Start of INPUT FOR THIS TASK

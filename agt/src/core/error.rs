//! Closed error taxonomy for the command pipeline.
//!
//! Every failure that leaves the pipeline is a [`ClassifiedError`]: exactly one
//! [`ErrorKind`], the original message, and a small string map of context
//! (offending command, working directory, ...). The kind decides retry
//! eligibility, the exit code, and the remediation hint shown to the user.

use std::collections::BTreeMap;
use std::fmt;

use thiserror::Error;

/// External tools the pipeline drives.
#[derive(Debug, Clone, Copy, PartialEq, Eq, Hash)]
pub enum Tool {
    Git,
    Gh,
}

impl Tool {
    pub fn from_program(program: &str) -> Option<Self> {
        match program {
            "git" => Some(Self::Git),
            "gh" => Some(Self::Gh),
            _ => None,
        }
    }

    pub fn program(self) -> &'static str {
        match self {
            Self::Git => "git",
            Self::Gh => "gh",
        }
    }
}

#[derive(Debug, Clone, Copy, PartialEq, Eq, Hash)]
pub enum InvalidInput {
    General,
    IssueNumber,
    BranchName,
    Color,
    EmptyField,
}

#[derive(Debug, Clone, Copy, PartialEq, Eq, Hash)]
pub enum Resource {
    General,
    Branch,
    Issue,
}

#[derive(Debug, Clone, Copy, PartialEq, Eq, Hash)]
pub enum Failure {
    General,
    /// No commits between base and head.
    EmptyPullRequest,
    /// Rebase stopped on conflicts; needs a human.
    RebaseConflict,
}

#[derive(Debug, Clone, Copy, PartialEq, Eq, Hash)]
pub enum ErrorKind {
    RepositoryMissing,
    /// `None` when the missing program is not one of the two known tools.
    ToolMissing(Option<Tool>),
    AuthFailed,
    CommandFailed,
    NetworkError { rate_limited: bool },
    NetworkTimeout,
    ConnectionRefused,
    InvalidInput(InvalidInput),
    ResourceNotFound(Resource),
    OperationFailed(Failure),
    OperationCancelled,
    Unknown,
}

/// Human-facing description of an error kind.
#[derive(Debug, Clone, Copy, PartialEq, Eq)]
pub struct Hint {
    pub title: &'static str,
    pub explanation: &'static str,
    pub remediation: Option<&'static str>,
    pub docs: Option<&'static str>,
}

const fn hint(
    title: &'static str,
    explanation: &'static str,
    remediation: Option<&'static str>,
    docs: Option<&'static str>,
) -> Hint {
    Hint {
        title,
        explanation,
        remediation,
        docs,
    }
}

impl ErrorKind {
    /// Stable kebab-case identifier used in logs.
    pub fn code(self) -> &'static str {
        match self {
            Self::RepositoryMissing => "repository-missing",
            Self::ToolMissing(_) => "tool-missing",
            Self::AuthFailed => "auth-failed",
            Self::CommandFailed => "command-failed",
            Self::NetworkError { rate_limited: true } => "network-error/rate-limit",
            Self::NetworkError { .. } => "network-error",
            Self::NetworkTimeout => "network-timeout",
            Self::ConnectionRefused => "connection-refused",
            Self::InvalidInput(InvalidInput::General) => "invalid-input",
            Self::InvalidInput(InvalidInput::IssueNumber) => "invalid-input/issue-number",
            Self::InvalidInput(InvalidInput::BranchName) => "invalid-input/branch-name",
            Self::InvalidInput(InvalidInput::Color) => "invalid-input/color",
            Self::InvalidInput(InvalidInput::EmptyField) => "invalid-input/empty-field",
            Self::ResourceNotFound(Resource::General) => "resource-not-found",
            Self::ResourceNotFound(Resource::Branch) => "resource-not-found/branch",
            Self::ResourceNotFound(Resource::Issue) => "resource-not-found/issue",
            Self::OperationFailed(Failure::General) => "operation-failed",
            Self::OperationFailed(Failure::EmptyPullRequest) => "operation-failed/empty-pull-request",
            Self::OperationFailed(Failure::RebaseConflict) => "operation-failed/rebase-conflict",
            Self::OperationCancelled => "operation-cancelled",
            Self::Unknown => "unknown",
        }
    }

    /// Only network-class failures may be retried, and only for reads.
    pub fn is_transient(self) -> bool {
        matches!(
            self,
            Self::NetworkError { .. } | Self::NetworkTimeout | Self::ConnectionRefused
        )
    }

    pub fn is_invalid_input(self) -> bool {
        matches!(self, Self::InvalidInput(_))
    }

    pub fn hint(self) -> Hint {
        match self {
            Self::RepositoryMissing => hint(
                "Not a Git Repository",
                "This directory is not a Git repository.",
                Some("Initialize a repository with: git init\nOr clone an existing one with: git clone <url>"),
                Some("https://git-scm.com/docs/git-init"),
            ),
            Self::ToolMissing(Some(Tool::Git)) => hint(
                "Git Not Found",
                "Git is not installed or not available in your PATH.",
                Some("Install Git from: https://git-scm.com/downloads"),
                Some("https://git-scm.com/book/en/v2/Getting-Started-Installing-Git"),
            ),
            Self::ToolMissing(Some(Tool::Gh)) => hint(
                "GitHub CLI Not Found",
                "GitHub CLI (gh) is not installed or not available in your PATH.",
                Some("Install GitHub CLI from: https://cli.github.com\nOr run: brew install gh (macOS)\n       apt install gh (Ubuntu)"),
                Some("https://cli.github.com/manual/installation"),
            ),
            Self::ToolMissing(None) => hint(
                "Program Not Found",
                "A required program is not installed or not available in your PATH.",
                Some("Install the program and make sure it is on your PATH."),
                None,
            ),
            Self::AuthFailed => hint(
                "GitHub Authentication Failed",
                "You are not authenticated with GitHub CLI.",
                Some("Authenticate with: gh auth login\nFollow the prompts to complete authentication."),
                Some("https://cli.github.com/manual/gh_auth_login"),
            ),
            Self::CommandFailed => hint(
                "Command Failed",
                "An external git or gh command failed to execute.",
                Some("Check the command output above for details."),
                Some("https://cli.github.com/manual/"),
            ),
            Self::NetworkError { rate_limited: true } => hint(
                "GitHub API Rate Limit Exceeded",
                "You have exceeded the GitHub API rate limit.",
                Some("Wait for the rate limit to reset or authenticate for higher limits."),
                Some("https://docs.github.com/en/rest/overview/resources-in-the-rest-api#rate-limiting"),
            ),
            Self::NetworkError { .. } => hint(
                "Network Error",
                "A network error occurred while connecting to GitHub.",
                Some("Check your internet connection.\nVerify that GitHub is accessible: https://www.githubstatus.com/"),
                None,
            ),
            Self::NetworkTimeout => hint(
                "Network Timeout",
                "The request timed out while waiting for a response.",
                Some("Check your internet connection and try again."),
                None,
            ),
            Self::ConnectionRefused => hint(
                "Connection Refused",
                "The connection was refused by the remote server.",
                Some("Check your internet connection and firewall settings."),
                None,
            ),
            Self::InvalidInput(InvalidInput::General) => hint(
                "Invalid Input",
                "The provided input is invalid.",
                Some("Please check the input format and try again."),
                None,
            ),
            Self::InvalidInput(InvalidInput::IssueNumber) => hint(
                "Invalid Issue Number",
                "The issue number must be a positive integer.",
                Some("Enter a valid issue number (e.g., 1, 42, 123)."),
                None,
            ),
            Self::InvalidInput(InvalidInput::BranchName) => hint(
                "Invalid Branch Name",
                "The branch name contains invalid characters.",
                Some("Use only letters, numbers, hyphens, underscores and slashes.\nAvoid spaces and special characters."),
                Some("https://git-scm.com/docs/git-check-ref-format"),
            ),
            Self::InvalidInput(InvalidInput::Color) => hint(
                "Invalid Color Code",
                "The color code must be a 6-digit hexadecimal value.",
                Some("Use format: RRGGBB or #RRGGBB (e.g., FF5733 or #FF5733)."),
                None,
            ),
            Self::InvalidInput(InvalidInput::EmptyField) => hint(
                "Required Field Empty",
                "A required field cannot be empty.",
                Some("Please provide a value for the required field."),
                None,
            ),
            Self::ResourceNotFound(Resource::General) => hint(
                "Resource Not Found",
                "The requested resource could not be found.",
                Some("Verify that the resource exists and try again."),
                None,
            ),
            Self::ResourceNotFound(Resource::Branch) => hint(
                "Branch Not Found",
                "The specified branch does not exist.",
                Some("Check available branches with: git branch -a"),
                None,
            ),
            Self::ResourceNotFound(Resource::Issue) => hint(
                "Issue Not Found",
                "The specified issue does not exist.",
                Some("Check available issues with: agt list"),
                None,
            ),
            Self::OperationFailed(Failure::General) => hint(
                "Operation Failed",
                "The operation failed to complete.",
                Some("Check the error details above and try again."),
                None,
            ),
            Self::OperationFailed(Failure::EmptyPullRequest) => hint(
                "Nothing To Open",
                "There are no commits between the base branch and your branch.",
                Some("Commit your changes before creating a pull request."),
                None,
            ),
            Self::OperationFailed(Failure::RebaseConflict) => hint(
                "Rebase Conflict",
                "Your branch could not be rebased onto the base branch without conflicts.",
                Some("Resolve the conflicts, then run: git rebase --continue\nOr give up with: git rebase --abort\nRun agt pr again afterwards."),
                Some("https://git-scm.com/docs/git-rebase"),
            ),
            Self::OperationCancelled => hint(
                "Operation Cancelled",
                "The operation was cancelled.",
                None,
                None,
            ),
            Self::Unknown => hint(
                "Unknown Error",
                "An unexpected error occurred.",
                Some("Run again with --debug and check ~/.agt/agt.log for details."),
                None,
            ),
        }
    }
}

impl fmt::Display for ErrorKind {
    fn fmt(&self, f: &mut fmt::Formatter<'_>) -> fmt::Result {
        f.write_str(self.code())
    }
}

/// A failure mapped onto exactly one [`ErrorKind`].
///
/// Context is attached while the error is being built and is read-only
/// afterwards.
#[derive(Debug, Clone, PartialEq, Eq, Error)]
#[error("{message}")]
pub struct ClassifiedError {
    kind: ErrorKind,
    message: String,
    context: BTreeMap<String, String>,
}

impl ClassifiedError {
    pub fn new(kind: ErrorKind, message: impl Into<String>) -> Self {
        Self {
            kind,
            message: message.into(),
            context: BTreeMap::new(),
        }
    }

    pub fn invalid_input(kind: InvalidInput, message: impl Into<String>) -> Self {
        Self::new(ErrorKind::InvalidInput(kind), message)
    }

    pub fn cancelled(message: impl Into<String>) -> Self {
        Self::new(ErrorKind::OperationCancelled, message)
    }

    pub fn operation_failed(failure: Failure, message: impl Into<String>) -> Self {
        Self::new(ErrorKind::OperationFailed(failure), message)
    }

    pub fn with_context(mut self, key: impl Into<String>, value: impl Into<String>) -> Self {
        self.context.insert(key.into(), value.into());
        self
    }

    pub fn kind(&self) -> ErrorKind {
        self.kind
    }

    pub fn message(&self) -> &str {
        &self.message
    }

    pub fn context(&self) -> &BTreeMap<String, String> {
        &self.context
    }

    /// Multi-line report: title, explanation, details, context, remediation.
    pub fn render(&self) -> String {
        let hint = self.kind.hint();
        let mut out = format!("\nerror: {}\n\n{}\n", hint.title, hint.explanation);
        if !self.message.is_empty() && self.message != hint.explanation {
            out.push_str(&format!("\nDetails: {}\n", self.message));
        }
        for (key, value) in &self.context {
            out.push_str(&format!("  {key}: {value}\n"));
        }
        if let Some(remediation) = hint.remediation {
            out.push_str("\nSolution:\n");
            for line in remediation.lines() {
                out.push_str(&format!("   {line}\n"));
            }
        }
        if let Some(docs) = hint.docs {
            out.push_str(&format!("\nDocumentation:\n   {docs}\n"));
        }
        out.push_str("\nNeed help? Run: agt --help\n");
        out
    }
}
//! Stable exit codes for `agt` commands.

use crate::core::error::ErrorKind;

/// Workflow finished.
pub const OK: i32 = 0;
/// Any failure without a more specific code.
pub const GENERAL: i32 = 1;
/// Bad command line (clap's own exit status).
pub const USAGE: i32 = 2;
/// Not inside a git work tree.
pub const REPOSITORY_MISSING: i32 = 10;
/// `git` or `gh` is not installed.
pub const TOOL_MISSING: i32 = 11;
/// `gh` is not logged in.
pub const AUTH_FAILED: i32 = 12;
/// Network error, timeout or refused connection, after retries.
pub const NETWORK: i32 = 20;
/// Declined, timed-out or closed prompt.
pub const CANCELLED: i32 = 130;

pub fn for_kind(kind: ErrorKind) -> i32 {
    match kind {
        ErrorKind::RepositoryMissing => REPOSITORY_MISSING,
        ErrorKind::ToolMissing(_) => TOOL_MISSING,
        ErrorKind::AuthFailed => AUTH_FAILED,
        ErrorKind::NetworkError { .. } | ErrorKind::NetworkTimeout | ErrorKind::ConnectionRefused => {
            NETWORK
        }
        ErrorKind::OperationCancelled => CANCELLED,
        ErrorKind::CommandFailed
        | ErrorKind::InvalidInput(_)
        | ErrorKind::ResourceNotFound(_)
        | ErrorKind::OperationFailed(_)
        | ErrorKind::Unknown => GENERAL,
    }
}
//! Exponential backoff for transient read failures.

use std::thread;
use std::time::Duration;

use tracing::warn;

use crate::core::error::ClassifiedError;

pub const DEFAULT_MAX_ATTEMPTS: u32 = 3;
pub const DEFAULT_BASE_DELAY: Duration = Duration::from_millis(1000);
pub const DEFAULT_MULTIPLIER: u32 = 2;

/// Retries only failures whose kind is transient (network, timeout,
/// connection refused). Anything else is returned after one attempt.
///
/// Never wrap a mutating call in this.
#[derive(Debug, Clone, Copy, PartialEq, Eq)]
pub struct RetryPolicy {
    max_attempts: u32,
    base_delay: Duration,
    multiplier: u32,
}

impl Default for RetryPolicy {
    fn default() -> Self {
        Self {
            max_attempts: DEFAULT_MAX_ATTEMPTS,
            base_delay: DEFAULT_BASE_DELAY,
            multiplier: DEFAULT_MULTIPLIER,
        }
    }
}

impl RetryPolicy {
    /// `max_attempts` of zero is treated as one.
    pub fn new(max_attempts: u32, base_delay: Duration) -> Self {
        Self {
            max_attempts: max_attempts.max(1),
            base_delay,
            multiplier: DEFAULT_MULTIPLIER,
        }
    }

    pub fn max_attempts(&self) -> u32 {
        self.max_attempts
    }

    /// Delay before attempt `attempt + 1`, where `attempt` is zero-based.
    pub fn delay_for(&self, attempt: u32) -> Duration {
        let factor = self.multiplier.saturating_pow(attempt);
        self.base_delay.saturating_mul(factor)
    }

    pub fn with_retry<T>(
        &self,
        op: impl FnMut() -> Result<T, ClassifiedError>,
    ) -> Result<T, ClassifiedError> {
        self.run_with_sleeper(op, thread::sleep)
    }

    pub fn run_with_sleeper<T>(
        &self,
        mut op: impl FnMut() -> Result<T, ClassifiedError>,
        mut sleep: impl FnMut(Duration),
    ) -> Result<T, ClassifiedError> {
        let mut attempt = 0;
        loop {
            match op() {
                Ok(value) => return Ok(value),
                Err(err) => {
                    attempt += 1;
                    if !err.kind().is_transient() || attempt >= self.max_attempts {
                        return Err(err);
                    }
                    let delay = self.delay_for(attempt - 1);
                    warn!(
                        kind = %err.kind(),
                        attempt,
                        max_attempts = self.max_attempts,
                        delay_ms = delay.as_millis() as u64,
                        "transient failure; retrying"
                    );
                    sleep(delay);
                }
            }
        }
    }
}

End of INPUT FOR THIS TASK

Copy every line of the entries above in which "struct" occurs.

pub struct Hint {
pub struct ClassifiedError {
pub struct RetryPolicy {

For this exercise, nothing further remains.